I was relieved when the little one finished fourth grade last week.
It wasn’t any worry that he might get held back that had me concerned for a good chunk of the year. He’s a smart kid, and sure enough, his final report card was full of the usual good grades that he likes to bring home.
No, what had me sweating a little was the question of what he might do with those smarts.
See, he worked on two big research projects of his own design over the school year. The last one sounded like pure fun — learning about Rube Goldberg devices, those overly elaborate machines where you might set a marble rolling on one end and, 100 unnecessary steps later, wind up lighting a candle on the other.
Good, wholesome fun, right? But you’ll have to consider that the boy’s mom and I were watching project No. 2 unfold out from under the shadow of project No. 1.
And that first project involved getting to know all about nuclear weapons.
Like I said, the kid brings home good grades, so he packed his head with all kinds of information about the most destructive devices the world has known. By the end of the first semester, he was able to keep up longer than a fourth-grader probably should in discussions of effective missile design and the finer points of achieving a good detonation.
I was glad I made him throw in a little reading on what happens to people after one of those detonations. Otherwise, who knows what might end up getting lit if you were to set a marble rolling on some convoluted machine he builds one day.
As a friend exclaimed when I mentioned the back-to-back research projects, “The apocalypse will be whimsical!”

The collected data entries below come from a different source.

#[contractimpl]
impl BrazaPresale {

    //
    // INICIALIZAÇÃO
    //

    /// Inicializa a pré-venda.
    ///
    /// # Parâmetros
    /// - `start_time`: abertura da venda (precisa estar no futuro)
    /// - `rounds`: tabela de tiers (preço em USD com 9 casas, capacidade
    ///   cumulativa, prazo)
    /// - `oracle`: feed SEP-40 e ativo nativo cotado por ele
    ///
    /// # Erros
    /// - `AlreadyInitialized`, `StartTimeInPast`, `InvalidRounds`,
    ///   `InvalidAmount`, `InvalidDecimals`
    #[allow(clippy::too_many_arguments)]
    pub fn initialize(
        env: Env,
        owner: Address,
        payment_wallet: Address,
        start_time: u64,
        rounds: Vec<Round>,
        max_tokens_per_tx: i128,
        admin: Address,
        stable_asset: Address,
        payment_wallet_stable: Address,
        oracle: OracleConfig,
    ) -> Result<(), PresaleError> {
        // CHECKS
        if storage::has_state(&env) {
            return Err(PresaleError::AlreadyInitialized);
        }
        owner.require_auth();

        let now = env.ledger().timestamp();
        validation::require_future_start(start_time, now)?;
        validation::require_valid_rounds(&rounds)?;
        validation::require_positive_amount(max_tokens_per_tx)?;

        let native_decimals = payments::decimals_of(&env, &oracle.native_asset)?;
        let stable_decimals = payments::decimals_of(&env, &stable_asset)?;

        // EFFECTS
        let state = SaleState {
            owner: owner.clone(),
            admin,
            payment_wallet,
            payment_wallet_stable,
            native_asset: oracle.native_asset,
            native_decimals,
            stable_asset,
            stable_decimals,
            price_feed: oracle.feed,
            start_time,
            rounds,
            current_round: 0,
            tokens_sold: 0,
            current_tracker: 0,
            unsold_tokens: 0,
            usd_raised: 0,
            max_tokens_per_tx,
            is_paused: false,
            dynamic_time_change: false,
            per_round_time: 0,
            sale_asset: None,
            sale_asset_decimals: 0,
            tokens_deposited: 0,
            tokens_claimed: 0,
            claim_start_time: 0,
            whitelist_claim_only: false,
            claim_whitelist: Vec::new(&env),
        };
        storage::set_state(&env, &state);
        storage::bump_critical_storage(&env);

        // INTERACTIONS
        events::emit_initialized(&env, &owner, start_time);

        Ok(())
    }

    //
    // CONFIGURAÇÃO (OWNER)
    //

    pub fn change_owner(env: Env, caller: Address, new_owner: Address) -> Result<(), PresaleError> {
        let mut state = load_as_owner(&env, &caller)?;
        log!(&env, "Owner changing", state.owner, new_owner);

        let old = state.owner.clone();
        state.owner = new_owner.clone();
        storage::set_state(&env, &state);

        events::emit_owner_changed(&env, &old, &new_owner);
        Ok(())
    }

    pub fn change_admin(env: Env, caller: Address, new_admin: Address) -> Result<(), PresaleError> {
        let mut state = load_as_owner(&env, &caller)?;
        log!(&env, "Admin changing", state.admin, new_admin);

        let old = state.admin.clone();
        state.admin = new_admin.clone();
        storage::set_state(&env, &state);

        events::emit_admin_changed(&env, &old, &new_admin);
        Ok(())
    }

    /// Carteira que recebe os pagamentos no ativo nativo
    pub fn change_payment_wallet(env: Env, caller: Address, wallet: Address) -> Result<(), PresaleError> {
        let mut state = load_as_owner(&env, &caller)?;
        log!(&env, "Payment wallet changing", state.payment_wallet, wallet);

        state.payment_wallet = wallet.clone();
        storage::set_state(&env, &state);

        events::emit_wallet_changed(&env, PaymentRail::Native, &wallet);
        Ok(())
    }

    /// Carteira que recebe os pagamentos no ativo estável
    pub fn change_payment_wallet_stable(env: Env, caller: Address, wallet: Address) -> Result<(), PresaleError> {
        let mut state = load_as_owner(&env, &caller)?;
        log!(&env, "Stable payment wallet changing", state.payment_wallet_stable, wallet);

        state.payment_wallet_stable = wallet.clone();
        storage::set_state(&env, &state);

        events::emit_wallet_changed(&env, PaymentRail::Stable, &wallet);
        Ok(())
    }

    pub fn change_max_tokens_to_buy(env: Env, caller: Address, new_max: i128) -> Result<(), PresaleError> {
        let mut state = load_as_owner(&env, &caller)?;
        log!(&env, "Max tokens per tx changing", state.max_tokens_per_tx, new_max);

        admin::change_max_tokens_to_buy(&mut state, new_max)?;
        storage::set_state(&env, &state);

        events::emit_param_changed(&env, symbol_short!("max_tx"), new_max);
        Ok(())
    }

    /// Troca a tabela de rounds (mesmo número de tiers). Bloqueado depois
    /// que o claim for configurado.
    pub fn change_rounds(env: Env, caller: Address, new_rounds: Vec<Round>) -> Result<(), PresaleError> {
        let mut state = load_as_owner(&env, &caller)?;
        let now = env.ledger().timestamp();

        admin::change_rounds(&mut state, new_rounds, now)?;
        storage::set_state(&env, &state);

        events::emit_rounds_changed(&env, state.rounds.len());
        Ok(())
    }

    /// Altera o prazo do round efetivo (`is_current_round = true`) ou do
    /// round seguinte.
    pub fn change_round_time(
        env: Env,
        caller: Address,
        is_current_round: bool,
        new_end_time: u64,
    ) -> Result<(), PresaleError> {
        let mut state = load_as_owner(&env, &caller)?;
        let now = env.ledger().timestamp();

        let index = admin::change_round_time(&mut state, is_current_round, new_end_time, now)?;
        log!(&env, "Round end time changed", index, new_end_time);
        storage::set_state(&env, &state);

        events::emit_param_changed(&env, symbol_short!("round_t"), i128::from(new_end_time));
        Ok(())
    }

    /// Liga o reagendamento automático: a cada troca de round os prazos
    /// seguintes passam a ser `now + k * per_round_time`.
    pub fn change_dynamic_round_time(
        env: Env,
        caller: Address,
        enabled: bool,
        per_round_time: u64,
    ) -> Result<(), PresaleError> {
        let mut state = load_as_owner(&env, &caller)?;

        admin::change_dynamic_round_time(&mut state, enabled, per_round_time)?;
        log!(&env, "Dynamic round time changed", enabled, per_round_time);
        storage::set_state(&env, &state);

        events::emit_param_changed(&env, symbol_short!("dyn_time"), i128::from(per_round_time));
        Ok(())
    }

    pub fn change_start_time(env: Env, caller: Address, new_start_time: u64) -> Result<(), PresaleError> {
        let mut state = load_as_owner(&env, &caller)?;
        let now = env.ledger().timestamp();
        log!(&env, "Start time changing", state.start_time, new_start_time);

        admin::change_start_time(&mut state, new_start_time, now)?;
        storage::set_state(&env, &state);

        events::emit_param_changed(&env, symbol_short!("start"), i128::from(new_start_time));
        Ok(())
    }

    //
    // PAUSA
    //

    /// Pausa compras e claims
    pub fn pause_presale(env: Env, caller: Address) -> Result<(), PresaleError> {
        let mut state = load_as_owner(&env, &caller)?;

        state.is_paused = true;
        storage::set_state(&env, &state);

        events::emit_pause(&env);
        Ok(())
    }

    pub fn unpause_presale(env: Env, caller: Address) -> Result<(), PresaleError> {
        let mut state = load_as_owner(&env, &caller)?;

        state.is_paused = false;
        storage::set_state(&env, &state);

        events::emit_unpause(&env);
        Ok(())
    }

    //
    // ROUNDS (ADMIN)
    //

    /// Avanço manual de round. O que sobrou do tier efetivo é perdido;
    /// no último tier a venda é encerrada.
    pub fn increment_current_round(env: Env, caller: Address) -> Result<(), PresaleError> {
        // CHECKS
        caller.require_auth();
        let mut state = load(&env)?;
        validation::require_admin(&state, &caller)?;

        let now = env.ledger().timestamp();
        let cursor = rounds::force_advance(&state, now)?;

        // EFFECTS
        let previous_round = state.current_round;
        rounds::commit(&mut state, &cursor, now)?;
        storage::set_state(&env, &state);

        // INTERACTIONS
        events::emit_round_advanced(&env, previous_round, state.current_round, cursor.forfeited);
        Ok(())
    }

    //
    // PREÇOS (LEITURA)
    //

    /// Custo em USD (9 casas) de `units` tokens e o round em que a venda
    /// ficaria depois da compra.
    pub fn calculate_price(env: Env, units: i128) -> Result<PriceQuote, PresaleError> {
        let state = load(&env)?;
        let now = env.ledger().timestamp();
        Ok(pricing::quote(&state, units, now)?.quote())
    }

    /// Quanto do ativo nativo (menor unidade) custam `units` tokens agora
    pub fn native_buy_helper(env: Env, units: i128) -> Result<i128, PresaleError> {
        let state = load(&env)?;
        let now = env.ledger().timestamp();
        let fill = pricing::quote(&state, units, now)?;
        payment_for(&env, &state, PaymentRail::Native, fill.cost)
    }

    /// Quanto do ativo estável (menor unidade) custam `units` tokens agora
    pub fn stable_buy_helper(env: Env, units: i128) -> Result<i128, PresaleError> {
        let state = load(&env)?;
        let now = env.ledger().timestamp();
        let fill = pricing::quote(&state, units, now)?;
        payment_for(&env, &state, PaymentRail::Stable, fill.cost)
    }

    //
    // COMPRAS
    //

    pub fn buy_with_native(env: Env, buyer: Address, units: i128) -> Result<(), PresaleError> {
        buy(&env, &buyer, units, PaymentRail::Native)
    }

    pub fn buy_with_stable(env: Env, buyer: Address, units: i128) -> Result<(), PresaleError> {
        buy(&env, &buyer, units, PaymentRail::Stable)
    }

    //
    // CLAIM
    //

    /// Configura o claim e deposita o token vendido no escrow do contrato.
    /// Depois disso a venda fica encerrada e a tabela de rounds travada.
    pub fn start_claim(
        env: Env,
        caller: Address,
        sale_asset: Address,
        claim_start: u64,
        total_deposit: i128,
        decimals: u32,
    ) -> Result<(), PresaleError> {
        // CHECKS
        let mut state = load_as_owner(&env, &caller)?;
        let now = env.ledger().timestamp();

        // EFFECTS
        let escrow_amount = vesting::configure_claim(
            &mut state,
            &sale_asset,
            claim_start,
            total_deposit,
            decimals,
            now,
        )?;
        storage::set_state(&env, &state);

        // INTERACTIONS
        payments::transfer(&env, &sale_asset, &caller, &payments::escrow(&env), escrow_amount)?;
        events::emit_claim_started(&env, &sale_asset, total_deposit, claim_start);

        Ok(())
    }

    /// Saque único de tudo o que `buyer` comprou
    pub fn claim(env: Env, buyer: Address) -> Result<(), PresaleError> {
        // CHECKS
        buyer.require_auth();
        let mut state = load(&env)?;
        let now = env.ledger().timestamp();

        let mut account = storage::get_buyer(&env, &buyer);
        let amount = vesting::claimable(&state, &buyer, &account, now)?;
        let sale_asset = state.sale_asset.clone().ok_or(PresaleError::ClaimNotStarted)?;

        // EFFECTS
        account.claimed = true;
        state.tokens_claimed = state
            .tokens_claimed
            .checked_add(account.purchased_amount)
            .ok_or(PresaleError::InvalidAmount)?;
        storage::set_buyer(&env, &buyer, &account);
        storage::set_state(&env, &state);

        // INTERACTIONS
        payments::transfer(&env, &sale_asset, &payments::escrow(&env), &buyer, amount)?;
        events::emit_claimed(&env, &buyer, amount);

        Ok(())
    }

    /// Liga/desliga a fase de claim exclusiva da whitelist
    pub fn change_whitelist_claim_status(env: Env, caller: Address, whitelist_only: bool) -> Result<(), PresaleError> {
        let mut state = load_as_owner(&env, &caller)?;

        state.whitelist_claim_only = whitelist_only;
        storage::set_state(&env, &state);

        events::emit_whitelist_status(&env, whitelist_only);
        Ok(())
    }

    /// Substitui a whitelist de claim antecipado
    pub fn change_claim_whitelist_users(env: Env, caller: Address, users: Vec<Address>) -> Result<(), PresaleError> {
        let mut state = load_as_owner(&env, &caller)?;

        let size = admin::replace_claim_whitelist(&env, &mut state, &users)?;
        storage::set_state(&env, &state);

        events::emit_whitelist_updated(&env, size);
        Ok(())
    }

    /// Acrescenta endereços à whitelist de claim antecipado
    pub fn add_claim_whitelist_users(env: Env, caller: Address, users: Vec<Address>) -> Result<(), PresaleError> {
        let mut state = load_as_owner(&env, &caller)?;

        let size = admin::add_claim_whitelist(&mut state, &users)?;
        storage::set_state(&env, &state);

        events::emit_whitelist_updated(&env, size);
        Ok(())
    }

    //
    // CONSULTAS
    //

    pub fn get_state(env: Env) -> Result<SaleState, PresaleError> {
        load(&env)
    }

    pub fn get_rounds(env: Env) -> Result<Vec<Round>, PresaleError> {
        Ok(load(&env)?.rounds)
    }

    /// Round efetivo agora (considera prazos vencidos ainda não gravados)
    pub fn get_current_round(env: Env) -> Result<u32, PresaleError> {
        let state = load(&env)?;
        let now = env.ledger().timestamp();
        Ok(rounds::resolve_round(&state, now)?.index)
    }

    pub fn get_buyer_account(env: Env, buyer: Address) -> BuyerAccount {
        if storage::has_buyer(&env, &buyer) {
            storage::bump_buyer(&env, &buyer);
        }
        storage::get_buyer(&env, &buyer)
    }

    pub fn get_owner(env: Env) -> Result<Address, PresaleError> {
        Ok(load(&env)?.owner)
    }

    pub fn get_admin(env: Env) -> Result<Address, PresaleError> {
        Ok(load(&env)?.admin)
    }

    pub fn is_paused(env: Env) -> Result<bool, PresaleError> {
        Ok(load(&env)?.is_paused)
    }

    pub fn get_claim_whitelist(env: Env) -> Result<Vec<Address>, PresaleError> {
        Ok(load(&env)?.claim_whitelist)
    }

    pub fn is_claim_whitelisted(env: Env, user: Address) -> Result<bool, PresaleError> {
        Ok(load(&env)?.is_claim_whitelisted(&user))
    }
}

So with school out for the year, it’s up to my wife and me to steer the boy’s attentions as best we can for the next couple of months. We’re trying to aim him at things that are unlikely to go boom.
On that basis, I felt like the summer was off to a good start.
While he and I were walking the dog this morning, the kid noticed that the ants on a neighbor’s lawn were building weird little spires at their nest entrances, like they’d just seen a documentary about the huge towers that African termites construct to cool their nests and were trying to work out the principles on tiny models.
Jack waited patiently on his leash as the boy and I got down on all fours for a close look at what the ants had made.
To a dog who’s always pausing our walks to sniff interesting patches of grass, it was probably the most sensible thing he’s ever seen a human do. Anyone driving by, on the other hand, must have thought we’d lost a contact — or our senses.
But a little public ridicule is a small price to pay to fall into conversation with a curious kid about how weather affects the adhesive properties of dirt, what a chimney does for air quality in an underground nest and what, exactly, an ant might want out of life.
The boy’s attention turns to nature easily.
Down at the neighborhood lake, he’s been watching the chicks that are paddling behind a few of the ducks and geese this season to see what he can learn about their habits.
He’s been experimenting with ways to gain their trust, too. And he’s figuring it out pretty quickly, judging by how close one of the families lets him get before the parents start hissing. The goslings will be climbing all over him soon at this rate.
It all looks perfectly innocent, but now I wonder if I should worry as I connect the dots — a potential squad of flying minions, cooling towers for underground lairs, elaborate machinery and weapons of mass destruction.
Nah, I’m sure we’ll all still be safe and sound by the time school starts back up.
And if I’m wrong? Well, maybe there’s something to be said for going out in a blaze of whimsy.